Kenyans told to brace for tough first quarter of 2023
Economists predict a turbulent economic times during the first quarter of the New Year, but expect a “return to normalcy” beginning April.
With high commodity prices continuing to squeeze consumers’ spending power, analysts believe that taming inflation should be the first priority for policymakers in the first three months of 2023.
They warn that a delay will only exacerbate the cost of living for the majority of Kenyans. A few experts in their prediction say 2023 remains uncertain and that a strong economic outlook will only hinge on whether the Central Bank of Kenya (CBK) is able to rein in inflation while keeping the country’s debt level in check.

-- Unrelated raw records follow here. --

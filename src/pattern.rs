//! Glob pattern matching for content discovery and exclusion.
//!
//! Patterns use standard glob syntax: `*` matches within a path segment,
//! `**` matches any number of segments, `?` matches a single character, and
//! `[a-z]` / `{a,b}` classes are supported by the underlying engine. All
//! matching is case-insensitive and runs against normalized (`/`-separated,
//! source-relative) paths, so the same pattern set behaves identically for
//! filesystem and remote sources.

use glob::{MatchOptions, Pattern};

use crate::core::{RepoError, Result};
use crate::utils::path::normalize_path;

/// A compiled glob pattern for matching normalized content paths.
///
/// Compiled once at construction and reused for every match. Matching never
/// touches the filesystem; sources hand in the relative paths they walked.
#[derive(Debug, Clone)]
pub struct PatternMatcher {
    pattern: Pattern,
    original: String,
}

impl PatternMatcher {
    /// Compile a glob pattern.
    ///
    /// # Errors
    ///
    /// Returns [`RepoError::Pattern`] if the glob syntax is invalid.
    pub fn new(pattern_str: &str) -> Result<Self> {
        let normalized = normalize_path(pattern_str);
        let pattern = Pattern::new(&normalized).map_err(|source| RepoError::Pattern {
            pattern: pattern_str.to_string(),
            source,
        })?;
        Ok(Self {
            pattern,
            original: pattern_str.to_string(),
        })
    }

    /// Whether a source-relative path matches this pattern.
    ///
    /// The path is normalized first; comparison is case-insensitive and `*`
    /// does not cross `/` boundaries (use `**` for that).
    #[must_use]
    pub fn matches(&self, path: &str) -> bool {
        let options = MatchOptions {
            case_sensitive: false,
            require_literal_separator: true,
            require_literal_leading_dot: false,
        };
        self.pattern.matches_with(&normalize_path(path), options)
    }

    /// The pattern string this matcher was built from.
    #[must_use]
    pub fn as_str(&self) -> &str {
        &self.original
    }
}

/// An ordered set of exclusion patterns applied during source walks.
///
/// A path is excluded when any pattern matches it. Directory paths are also
/// tested with a trailing `/**` probe so that excluding `drafts/**` prunes
/// the whole subtree before it is walked.
#[derive(Debug, Clone, Default)]
pub struct ExclusionSet {
    patterns: Vec<PatternMatcher>,
}

impl ExclusionSet {
    /// Compile a list of exclusion patterns.
    ///
    /// # Errors
    ///
    /// Returns the first pattern that fails to compile.
    pub fn new<S: AsRef<str>>(patterns: &[S]) -> Result<Self> {
        let patterns = patterns
            .iter()
            .map(|p| PatternMatcher::new(p.as_ref()))
            .collect::<Result<Vec<_>>>()?;
        Ok(Self { patterns })
    }

    /// Whether a file path is excluded.
    #[must_use]
    pub fn is_excluded(&self, path: &str) -> bool {
        let normalized = normalize_path(path);
        self.patterns.iter().any(|p| p.matches(&normalized))
    }

    /// Whether a directory subtree is excluded and can be pruned entirely.
    #[must_use]
    pub fn is_dir_excluded(&self, dir: &str) -> bool {
        let normalized = normalize_path(dir);
        if normalized.is_empty() {
            return false;
        }
        let probe = format!("{normalized}/x");
        self.patterns
            .iter()
            .any(|p| p.matches(&normalized) || p.matches(&probe))
    }

    /// True when no patterns are configured.
    #[must_use]
    pub fn is_empty(&self) -> bool {
        self.patterns.is_empty()
    }
}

Churchill Ogutu, an economist and investment strategist said yesterday that the Central Bank’s Policy Committee (MPC) will end its hiking cycle ahead of its meeting on January 30 and hit a pause button after raising the base lending rate to 8.75 per cent in November last year from 8.25 per cent to tame the inflation.
Uncertainty phase
“We are not out of the uncertainty phase yet. The first quarter will likely be rough, but that will quickly change with the softening of global economic challenges that had been triggered by the war in Ukraine,” he said in a telephone interview. Ogutu added that, “I can see the economy moderate to between four and five per cent in the first three months of the year, what I can call a base effect.”
Analysts at the World Bank also expect the economy to rebound this year with sectors such as oil and gas and agriculture playing a leading role in the economic renaissance. “Kenya can further leverage the agriculture sector to spur growth, poverty reduction, and food security,” said Keith Hansen, World Bank Country Director for Kenya, who noted that the country’s economic recovery remains strong, although that was being slowed by drought and inflation.
The bank expects Kenya’s medium-term growth prospects to remain positive with a 5.2 per cent gross domestic product (GDP) growth projection in financial year 2023/24 despite current global and domestic shocks. In hindsight, positive signs are starting to show after December statistics showed that Kenya’s inflation rate slowed for the second consecutive month to 9.1 per cent last month, which was the lowest since August when the figure stood at 8.5 per cent.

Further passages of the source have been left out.